The latest "Awesome" words

On a show called Culture Click that I accidentally caught one recent Saturday morning, a girl named Isabella said that “epic,” “beast,” and “legit” are popular words among today’s kids to designate something as “awesome,” which is an earlier and sadly indestructible exclamation to indicate that something or someone is great or “cool.”

I suppose these words, with the exception of “beast,” are preferable to “bitchen,” which was popular in 1966 when Richard Burton mentioned in his diaries that his stepson was saying it. Burton described it as “the new and horrible word for ‘up-to-date,’ ‘modern,’ ‘cool, ‘unsquare,’ ‘with it,’ etc.”

I think I used “cool,” “neat,” and maybe “in,” the last very briefly, when I was a kid, but I began to shun slang by the time I reached my teens, using it only facetiously to mock those whose speech is littered with such crap. Anyone who was truly “cool” or “hip” wouldn’t allow such words in his vocabulary.

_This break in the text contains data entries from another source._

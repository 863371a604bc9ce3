use eframe::egui::{self, RichText, ScrollArea, Ui};

use crate::config::DashboardConfig;
use crate::state::AppState;
use crate::ui::{charts, panels};

// ---------------------------------------------------------------------------
// eframe App implementation
// ---------------------------------------------------------------------------

pub struct JobDashboardApp {
    pub state: AppState,
}

impl JobDashboardApp {
    /// Build the app and load the configured dataset.
    pub fn new(config: &DashboardConfig) -> Self {
        let mut state = AppState::new(config);
        state.load_source(&config.dataset_path);
        Self { state }
    }
}

fn section(ui: &mut Ui, title: &str) {
    ui.add_space(12.0);
    ui.heading(title);
    ui.separator();
}

impl eframe::App for JobDashboardApp {
    fn update(&mut self, ctx: &egui::Context, _frame: &mut eframe::Frame) {
        // ---- Top panel: menu bar ----
        egui::TopBottomPanel::top("top_bar").show(ctx, |ui| {
            panels::top_bar(ui, &mut self.state);
        });

        // ---- Left side panel: filters ----
        egui::SidePanel::left("filter_panel")
            .default_width(220.0)
            .resizable(true)
            .show(ctx, |ui| {
                panels::side_panel(ui, &mut self.state);
            });

        // ---- Central panel: dashboard ----
        egui::CentralPanel::default().show(ctx, |ui| {
            let state = &mut self.state;

            ui.heading(RichText::new("Indian Job Market Intelligence Dashboard").size(26.0));

            if state.snapshot.is_none() {
                ui.centered_and_justified(|ui: &mut Ui| {
                    let msg = state
                        .status_message
                        .clone()
                        .unwrap_or_else(|| "Open a file to explore postings  (File → Open…)".to_string());
                    ui.heading(msg);
                });
                return;
            }

            ScrollArea::vertical().auto_shrink([false, false]).show(ui, |ui: &mut Ui| {
                if let Some(snap) = &state.snapshot {
                    section(ui, "Market Overview");
                    panels::market_overview(ui, snap, &state.currency_symbol);

                    section(ui, "Salary Distribution");
                    charts::salary_histogram(ui, &snap.histogram);

                    section(ui, "Salary Growth by Experience");
                    charts::experience_trend(ui, &snap.trend);

                    section(ui, &format!("Top {} Cities by Average Salary", state.settings.top_cities));
                    charts::city_ranking(ui, &snap.ranking, &state.city_colors, &state.currency_symbol);
                }

                section(ui, "Smart Salary Predictor");
                panels::salary_predictor(ui, state);
            });
        });
    }
}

Slang always sounds foolish in retrospect. A movie from the 1960s with characters who say “groovy,” or one from the 1950s that allowed the cast to say “Daddy-O,” always look like the works of old fogies desperately trying to appear young and contemporary. The same is true of books. Those that use the slang expressions in vogue at the time they are written are often unreadable, at least to me. Every book and movie reflects the time in which it was created, but only the worst make a conscious effort to be current and are usually laughable only a few years later.

I don’t think you’ll hear a word like “groovy” in any songs by the Beatles, Bob Dylan, or Rolling Stones, but it’s there in songs by lesser artists, most of whom never made it into the 1970s.

Art is timeless and transcends its era. The rest is artifice, not art, and artifice is not “cool,” it’s not “hip,” and it’s certainly not “beast.”